Patient-matched human AD-MSCs and BM-MSCs were seeded into type I collagen hydrogels and cultured in differentiating media supplemented with TGF-β3, GDF5, or GDF6. After 14 days, quantitative polymerase chain reaction analysis of chondrogenic and novel NP marker genes and sulfated glycosaminoglycan (sGAG) content of the construct and media components were measured. Additionally, construct micromechanics were analyzed by using scanning acoustic microscopy (SAM).

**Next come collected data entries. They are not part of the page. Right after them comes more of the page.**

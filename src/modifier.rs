//! Modifier definitions.
//!
//! A modifier is a declarative rule carried by an effect: it takes the
//! value of a source attribute on the item carrying the effect and applies
//! it to a target attribute on one or more target items, selected by a
//! target filter. Modifiers are immutable once constructed; all of their
//! dynamics come from which items carry them and which items they resolve
//! to at a given moment.

use crate::ident::{AttrId, GroupId, ModifierId, SkillId};
use serde::{Deserialize, Serialize};

/// Operator applied by a modifier, in application order.
///
/// The derived ordering follows declaration order, which is the order the
/// evaluator applies operators in: assignments first, then the pre
/// multiplication/division pair, the additive pair, and finally the post
/// chain.
///
/// # Examples
///
/// ```rust
/// use fitcalc::Operator;
///
/// assert!(Operator::PreAssign < Operator::ModAdd);
/// assert!(Operator::PostMul.penalizable());
/// assert!(!Operator::PostDiv.penalizable());
/// ```
#[derive(
    Debug, Clone, Copy, Hash, PartialEq, Eq, PartialOrd, Ord, Serialize, Deserialize,
)]
pub enum Operator {
    /// Replace the base value before anything else; last write wins.
    PreAssign,
    /// Multiply before the additive phase.
    PreMul,
    /// Divide before the additive phase.
    PreDiv,
    /// Add the source value.
    ModAdd,
    /// Subtract the source value.
    ModSub,
    /// Multiply after the additive phase.
    PostMul,
    /// Divide after the additive phase.
    PostDiv,
    /// Increase by the source value interpreted as a percentage.
    PostPercent,
    /// Replace the final value; last write wins.
    PostAssign,
}

impl Operator {
    /// Position of this operator in the application order.
    pub fn order(self) -> u8 {
        self as u8
    }

    /// Whether contributions through this operator are subject to the
    /// stacking penalty when the target attribute is not stackable.
    pub fn penalizable(self) -> bool {
        matches!(self, Operator::PostMul | Operator::PostPercent)
    }
}

/// Structural role used to anchor a modifier's target resolution.
#[derive(Debug, Clone, Copy, Hash, PartialEq, Eq, Serialize, Deserialize)]
pub enum Domain {
    /// The item carrying the modifier, or the domain it is the root of.
    Itself,
    /// The character sheet and everything fitted to it.
    Character,
    /// The ship hull and everything fitted to it.
    Ship,
    /// The companion item: a module's loaded charge, or a charge's module.
    Other,
    /// The currently projected target. Resolves to nothing in this engine;
    /// accepted in data for compatibility.
    Target,
}

/// Selects which items a modifier applies to.
#[derive(Debug, Clone, Copy, Hash, PartialEq, Eq, Serialize, Deserialize)]
pub enum TgtFilter {
    /// The single item the domain resolves to.
    Item { domain: Domain },
    /// Every item placed in the domain.
    Domain { domain: Domain },
    /// Items placed in the domain whose template belongs to the group.
    DomainGroup { domain: Domain, group: GroupId },
    /// Items placed in the domain whose template requires the skill.
    DomainSkill { domain: Domain, skill: SkillId },
    /// Owner-modifiable items (drones, charges) requiring the skill.
    OwnerSkill { domain: Domain, skill: SkillId },
}

/// A single attribute modification rule.
///
/// # Examples
///
/// ```rust
/// use fitcalc::{AttrId, Domain, Modifier, ModifierId, Operator, TgtFilter};
///
/// // +N% to an attribute of the ship hull, N taken from the carrier.
/// let modifier = Modifier {
///     id: ModifierId(1),
///     src_attr: AttrId(2),
///     op: Operator::PostPercent,
///     tgt_attr: AttrId(1),
///     filter: TgtFilter::Item { domain: Domain::Ship },
/// };
/// assert_eq!(modifier.tgt_attr, AttrId(1));
/// ```
#[derive(Debug, Clone, Copy, Hash, PartialEq, Eq, Serialize, Deserialize)]
pub struct Modifier {
    /// Stable id from the catalog data; also the assignment tie-breaker.
    pub id: ModifierId,
    /// Attribute read on the item carrying the effect.
    pub src_attr: AttrId,
    /// How the source value is applied.
    pub op: Operator,
    /// Attribute written on each target item.
    pub tgt_attr: AttrId,
    /// Which items are targeted.
    pub filter: TgtFilter,
}
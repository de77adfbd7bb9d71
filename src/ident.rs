//! Identifier types.
//!
//! All engine entities are keyed by small integer identifiers matching the
//! template data they are loaded from. Each identifier kind gets its own
//! newtype so that an attribute id can never be passed where an effect id
//! is expected.

use serde::{Deserialize, Serialize};

macro_rules! define_id {
    ($(#[$meta:meta])* $name:ident) => {
        $(#[$meta])*
        #[derive(
            Debug, Clone, Copy, Default, Hash, PartialEq, Eq, PartialOrd, Ord,
            Serialize, Deserialize,
        )]
        #[serde(transparent)]
        pub struct $name(pub u32);

        impl $name {
            /// Raw numeric value of this identifier.
            pub fn value(self) -> u32 {
                self.0
            }
        }

        impl From<u32> for $name {
            fn from(raw: u32) -> Self {
                Self(raw)
            }
        }

        impl std::fmt::Display for $name {
            fn fmt(&self, f: &mut std::fmt::Formatter<'_>) -> std::fmt::Result {
                write!(f, "{}", self.0)
            }
        }
    };
}

define_id! {
    /// Identifier of an attribute definition.
    ///
    /// # Examples
    ///
    /// ```rust
    /// use fitcalc::AttrId;
    ///
    /// let hp: AttrId = 9u32.into();
    /// assert_eq!(hp, AttrId(9));
    /// assert_eq!(hp.value(), 9);
    /// ```
    AttrId
}

define_id! {
    /// Identifier of an item template in the catalog.
    TypeId
}

define_id! {
    /// Identifier of an item instance within a fit.
    ///
    /// Assigned by the fit when the item is attached; never reused within
    /// the lifetime of that fit.
    ItemId
}

define_id! {
    /// Identifier of an effect definition.
    EffectId
}

define_id! {
    /// Identifier of a modifier within the catalog data.
    ///
    /// Also serves as the deterministic tie-breaker when several
    /// assignment modifiers compete for the same attribute.
    ModifierId
}

define_id! {
    /// Identifier of a template group.
    GroupId
}

define_id! {
    /// Identifier of a skill, as referenced by skill requirements.
    SkillId
}
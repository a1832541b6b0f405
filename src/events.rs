//! Joystick event translation into the fixed six-slot event record.

use crate::error::{FailureSite, HapticError, HapticResult};
use sdl3_sys::events::*;
use sdl3_sys::joystick::SDL_JoystickID;

// SDL hat bits
const HAT_UP: u8 = 0x01;
const HAT_RIGHT: u8 = 0x02;
const HAT_DOWN: u8 = 0x04;
const HAT_LEFT: u8 = 0x08;

/// Hat switch position. Codes are the POV angle in hundredths of a degree,
/// clockwise from up, with -1 for centered.
#[derive(Debug, Clone, Copy, PartialEq, Eq, Hash)]
pub enum PovDirection {
    Centered,
    Up,
    UpRight,
    Right,
    DownRight,
    Down,
    DownLeft,
    Left,
    UpLeft,
}

impl PovDirection {
    pub fn from_hat_bits(bits: u8) -> HapticResult<Self> {
        let direction = match bits {
            0 => PovDirection::Centered,
            HAT_UP => PovDirection::Up,
            b if b == HAT_UP | HAT_RIGHT => PovDirection::UpRight,
            HAT_RIGHT => PovDirection::Right,
            b if b == HAT_DOWN | HAT_RIGHT => PovDirection::DownRight,
            HAT_DOWN => PovDirection::Down,
            b if b == HAT_DOWN | HAT_LEFT => PovDirection::DownLeft,
            HAT_LEFT => PovDirection::Left,
            b if b == HAT_UP | HAT_LEFT => PovDirection::UpLeft,
            other => return Err(HapticError::InvalidHatState(other)),
        };
        Ok(direction)
    }

    pub fn code(self) -> i32 {
        match self {
            PovDirection::Centered => -1,
            PovDirection::Up => 0,
            PovDirection::UpRight => 4500,
            PovDirection::Right => 9000,
            PovDirection::DownRight => 13500,
            PovDirection::Down => 18000,
            PovDirection::DownLeft => 22500,
            PovDirection::Left => 27000,
            PovDirection::UpLeft => 31500,
        }
    }
}

/// One hat axis read as a tri-state.
#[derive(Debug, Clone, Copy, PartialEq, Eq)]
pub enum PovAxis {
    Negative = -1,
    Neutral = 0,
    Positive = 1,
}

impl PovAxis {
    /// Right is positive.
    pub fn horizontal(bits: u8) -> Self {
        if bits & HAT_RIGHT != 0 {
            PovAxis::Positive
        } else if bits & HAT_LEFT != 0 {
            PovAxis::Negative
        } else {
            PovAxis::Neutral
        }
    }

    /// Down is positive.
    pub fn vertical(bits: u8) -> Self {
        if bits & HAT_DOWN != 0 {
            PovAxis::Positive
        } else if bits & HAT_UP != 0 {
            PovAxis::Negative
        } else {
            PovAxis::Neutral
        }
    }
}

/// Map an axis index to its position in reversed order.
///
/// Unknown or inconsistent axis counts leave the index as is.
pub fn reverse_axis(axis: u8, axes: i32) -> u8 {
    let reversed = axes - axis as i32 - 1;
    if reversed >= 0 {
        reversed as u8
    } else {
        axis
    }
}

#[derive(Debug, Clone, Copy, PartialEq, Eq)]
pub enum JoystickEvent {
    Button { device: usize, button: u8, pressed: bool },
    Axis { device: usize, axis: u8, value: i16 },
    /// `bits` is SDL's raw hat mask, decoded by [`PovDirection::from_hat_bits`].
    Hat { device: usize, hat: u8, bits: u8 },
    Ball { device: usize, ball: u8, dx: i16, dy: i16 },
}

impl JoystickEvent {
    pub const KIND_BUTTON: i32 = 1;
    pub const KIND_AXIS: i32 = 2;
    pub const KIND_HAT: i32 = 5;
    pub const KIND_BALL: i32 = 6;

    pub fn device(&self) -> usize {
        match *self {
            JoystickEvent::Button { device, .. }
            | JoystickEvent::Axis { device, .. }
            | JoystickEvent::Hat { device, .. }
            | JoystickEvent::Ball { device, .. } => device,
        }
    }
}

/// Flat event record: {present, device, kind, component, value1, value2}.
#[derive(Debug, Clone, Copy, Default, PartialEq, Eq)]
pub struct EventRecord {
    pub present: bool,
    pub device: i32,
    pub kind: i32,
    pub component: i32,
    pub value1: i32,
    pub value2: i32,
}

impl EventRecord {
    pub fn to_array(&self) -> [i32; 6] {
        [
            self.present as i32,
            self.device,
            self.kind,
            self.component,
            self.value1,
            self.value2,
        ]
    }
}

impl From<Option<JoystickEvent>> for EventRecord {
    fn from(event: Option<JoystickEvent>) -> Self {
        let Some(event) = event else {
            return EventRecord::default();
        };
        let device = event.device() as i32;
        let (kind, component, value1, value2) = match event {
            JoystickEvent::Button { button, pressed, .. } => {
                (JoystickEvent::KIND_BUTTON, button, pressed as i32, 0)
            }
            JoystickEvent::Axis { axis, value, .. } => {
                (JoystickEvent::KIND_AXIS, axis, value as i32, 0)
            }
            JoystickEvent::Hat { hat, bits, .. } => {
                // An impossible mask still reports, with the error code as value
                let code = PovDirection::from_hat_bits(bits).map_or_else(|e| e.code(), PovDirection::code);
                (JoystickEvent::KIND_HAT, hat, code, 0)
            }
            JoystickEvent::Ball { ball, dx, dy, .. } => {
                (JoystickEvent::KIND_BALL, ball, dx as i32, dy as i32)
            }
        };
        EventRecord {
            present: true,
            device,
            kind,
            component: component as i32,
            value1,
            value2,
        }
    }
}

/// First and last event types fetched from the queue.
pub(crate) const FIRST_JOYSTICK_EVENT: u32 = SDL_EVENT_JOYSTICK_AXIS_MOTION.0;
pub(crate) const LAST_JOYSTICK_EVENT: u32 = SDL_EVENT_JOYSTICK_BUTTON_UP.0;

/// Translate one queued SDL event.
///
/// `resolve` maps an SDL joystick instance to its table slot and axis
/// count; events from joysticks outside the table yield `None`.
pub fn decode_event<F>(
    event: &SDL_Event,
    invert_axis_order: bool,
    resolve: F,
) -> HapticResult<Option<JoystickEvent>>
where
    F: Fn(SDL_JoystickID) -> Option<(usize, i32)>,
{
    // SAFETY: every SDL_Event member starts with the Uint32 type tag
    let kind = unsafe { event.r#type };

    let decoded = if kind == SDL_EVENT_JOYSTICK_BUTTON_DOWN.0 || kind == SDL_EVENT_JOYSTICK_BUTTON_UP.0 {
        // SAFETY: tag says jbutton
        let button = unsafe { event.jbutton };
        resolve(button.which).map(|(device, _)| JoystickEvent::Button {
            device,
            button: button.button,
            pressed: button.down,
        })
    } else if kind == SDL_EVENT_JOYSTICK_HAT_MOTION.0 {
        // SAFETY: tag says jhat
        let hat = unsafe { event.jhat };
        resolve(hat.which).map(|(device, _)| JoystickEvent::Hat {
            device,
            hat: hat.hat,
            bits: hat.value,
        })
    } else if kind == SDL_EVENT_JOYSTICK_AXIS_MOTION.0 {
        // SAFETY: tag says jaxis
        let axis = unsafe { event.jaxis };
        resolve(axis.which).map(|(device, axes)| JoystickEvent::Axis {
            device,
            axis: if invert_axis_order {
                reverse_axis(axis.axis, axes)
            } else {
                axis.axis
            },
            value: axis.value,
        })
    } else if kind == SDL_EVENT_JOYSTICK_BALL_MOTION.0 {
        // SAFETY: tag says jball
        let ball = unsafe { event.jball };
        resolve(ball.which).map(|(device, _)| JoystickEvent::Ball {
            device,
            ball: ball.ball,
            dx: ball.xrel,
            dy: ball.yrel,
        })
    } else {
        return Err(HapticError::Sdl {
            site: FailureSite::PollEvent,
            message: format!("unrecognised joystick event type {:#x}", kind),
        });
    };

    Ok(decoded)
}

#[cfg(test)]
mod tests {
    use super::*;
    use std::mem;

    const INSTANCE: SDL_JoystickID = SDL_JoystickID(42);

    fn resolve(id: SDL_JoystickID) -> Option<(usize, i32)> {
        (id == INSTANCE).then_some((3, 6))
    }

    fn zeroed_event() -> SDL_Event {
        unsafe { mem::zeroed() }
    }

    fn button_event(which: SDL_JoystickID, button: u8, down: bool) -> SDL_Event {
        let mut raw: SDL_JoyButtonEvent = unsafe { mem::zeroed() };
        raw.r#type = if down {
            SDL_EVENT_JOYSTICK_BUTTON_DOWN
        } else {
            SDL_EVENT_JOYSTICK_BUTTON_UP
        };
        raw.which = which;
        raw.button = button;
        raw.down = down;
        let mut event = zeroed_event();
        event.jbutton = raw;
        event
    }

    fn axis_event(axis: u8, value: i16) -> SDL_Event {
        let mut raw: SDL_JoyAxisEvent = unsafe { mem::zeroed() };
        raw.r#type = SDL_EVENT_JOYSTICK_AXIS_MOTION;
        raw.which = INSTANCE;
        raw.axis = axis;
        raw.value = value;
        let mut event = zeroed_event();
        event.jaxis = raw;
        event
    }

    fn hat_event(bits: u8) -> SDL_Event {
        let mut raw: SDL_JoyHatEvent = unsafe { mem::zeroed() };
        raw.r#type = SDL_EVENT_JOYSTICK_HAT_MOTION;
        raw.which = INSTANCE;
        raw.hat = 1;
        raw.value = bits;
        let mut event = zeroed_event();
        event.jhat = raw;
        event
    }

    #[test]
    fn hat_bits_decode_all_nine_states() {
        let cases = [
            (0x00, PovDirection::Centered, -1),
            (HAT_UP, PovDirection::Up, 0),
            (HAT_UP | HAT_RIGHT, PovDirection::UpRight, 4500),
            (HAT_RIGHT, PovDirection::Right, 9000),
            (HAT_DOWN | HAT_RIGHT, PovDirection::DownRight, 13500),
            (HAT_DOWN, PovDirection::Down, 18000),
            (HAT_DOWN | HAT_LEFT, PovDirection::DownLeft, 22500),
            (HAT_LEFT, PovDirection::Left, 27000),
            (HAT_UP | HAT_LEFT, PovDirection::UpLeft, 31500),
        ];
        for (bits, direction, code) in cases {
            let decoded = PovDirection::from_hat_bits(bits).unwrap();
            assert_eq!(decoded, direction, "bits {:#04x}", bits);
            assert_eq!(decoded.code(), code);
        }
    }

    #[test]
    fn impossible_hat_bits_are_rejected() {
        for bits in [HAT_UP | HAT_DOWN, HAT_LEFT | HAT_RIGHT, 0x0F, 0x10] {
            assert!(matches!(
                PovDirection::from_hat_bits(bits),
                Err(HapticError::InvalidHatState(b)) if b == bits
            ));
        }
    }

    #[test]
    fn pov_axes_split_the_bitmask() {
        assert_eq!(PovAxis::horizontal(HAT_UP | HAT_RIGHT), PovAxis::Positive);
        assert_eq!(PovAxis::horizontal(HAT_LEFT), PovAxis::Negative);
        assert_eq!(PovAxis::horizontal(HAT_DOWN), PovAxis::Neutral);
        assert_eq!(PovAxis::vertical(HAT_DOWN | HAT_LEFT), PovAxis::Positive);
        assert_eq!(PovAxis::vertical(HAT_UP), PovAxis::Negative);
        assert_eq!(PovAxis::vertical(0), PovAxis::Neutral);
    }

    #[test]
    fn axis_reversal() {
        assert_eq!(reverse_axis(0, 4), 3);
        assert_eq!(reverse_axis(3, 4), 0);
        assert_eq!(reverse_axis(2, -1), 2);
    }

    #[test]
    fn empty_record_is_all_zero() {
        assert_eq!(EventRecord::from(None).to_array(), [0; 6]);
    }

    #[test]
    fn button_events_become_kind_one() {
        let event = decode_event(&button_event(INSTANCE, 4, true), false, resolve)
            .unwrap()
            .unwrap();
        assert_eq!(
            event,
            JoystickEvent::Button {
                device: 3,
                button: 4,
                pressed: true
            }
        );
        assert_eq!(EventRecord::from(Some(event)).to_array(), [1, 3, 1, 4, 1, 0]);

        let released = decode_event(&button_event(INSTANCE, 4, false), false, resolve).unwrap();
        assert_eq!(EventRecord::from(released).to_array(), [1, 3, 1, 4, 0, 0]);
    }

    #[test]
    fn axis_events_honour_axis_order() {
        let straight = decode_event(&axis_event(1, -12345), false, resolve).unwrap();
        assert_eq!(EventRecord::from(straight).to_array(), [1, 3, 2, 1, -12345, 0]);

        let reversed = decode_event(&axis_event(1, -12345), true, resolve).unwrap();
        assert_eq!(EventRecord::from(reversed).to_array(), [1, 3, 2, 4, -12345, 0]);
    }

    #[test]
    fn hat_events_carry_direction_code() {
        let event = decode_event(&hat_event(HAT_DOWN | HAT_LEFT), false, resolve).unwrap();
        assert_eq!(EventRecord::from(event).to_array(), [1, 3, 5, 1, 22500, 0]);

    }

    #[test]
    fn impossible_hat_mask_is_reported_with_error_code() {
        let event = decode_event(&hat_event(HAT_UP | HAT_DOWN), false, resolve)
            .unwrap()
            .unwrap();
        assert_eq!(
            event,
            JoystickEvent::Hat {
                device: 3,
                hat: 1,
                bits: HAT_UP | HAT_DOWN
            }
        );
        assert_eq!(
            EventRecord::from(Some(event)).to_array(),
            [1, 3, 5, 1, HapticError::InvalidHatState(0x05).code(), 0]
        );
        assert_eq!(EventRecord::from(Some(event)).value1, -99);
    }

    #[test]
    fn ball_events_carry_both_deltas() {
        let mut raw: SDL_JoyBallEvent = unsafe { mem::zeroed() };
        raw.r#type = SDL_EVENT_JOYSTICK_BALL_MOTION;
        raw.which = INSTANCE;
        raw.ball = 0;
        raw.xrel = -7;
        raw.yrel = 12;
        let mut event = zeroed_event();
        event.jball = raw;

        let decoded = decode_event(&event, false, resolve).unwrap();
        assert_eq!(EventRecord::from(decoded).to_array(), [1, 3, 6, 0, -7, 12]);
    }

    #[test]
    fn events_from_unknown_joysticks_are_dropped() {
        let decoded = decode_event(&button_event(SDL_JoystickID(7), 0, true), false, resolve).unwrap();
        assert_eq!(decoded, None);
    }

    #[test]
    fn untyped_event_is_an_error() {
        let err = decode_event(&zeroed_event(), false, resolve).unwrap_err();
        assert_eq!(err.code(), FailureSite::PollEvent.code());
    }
}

GDF6 stimulation of BM-MSCs and AD-MSCs resulted in a significant increase in expression of novel NP marker genes, a higher aggrecan-to-type II collagen gene expression ratio, and higher sGAG production compared with TGF-β or GDF5 stimulation. These effects were greater in AD-MSCs than in BM-MSCs. Furthermore, the acoustic-wave speed measured by using SAM, and therefore tissue stiffness, was lowest in GDF6-stiumlated AD-MSC constructs.
The data suggest that GDF6 stimulation of AD-MSCs induces differentiation to an NP-like phenotype and results in a more proteoglycan-rich matrix. Micromechanical analysis shows that the GDF6-treated AD-MSCs have a less-stiff matrix composition, suggesting that the growth factor is inducing a matrix that is more akin to the native NP-like tissue. Thus, this cell and growth-factor combination may be the ideal choice for cell-based intervertebral disc (IVD)-regeneration therapies.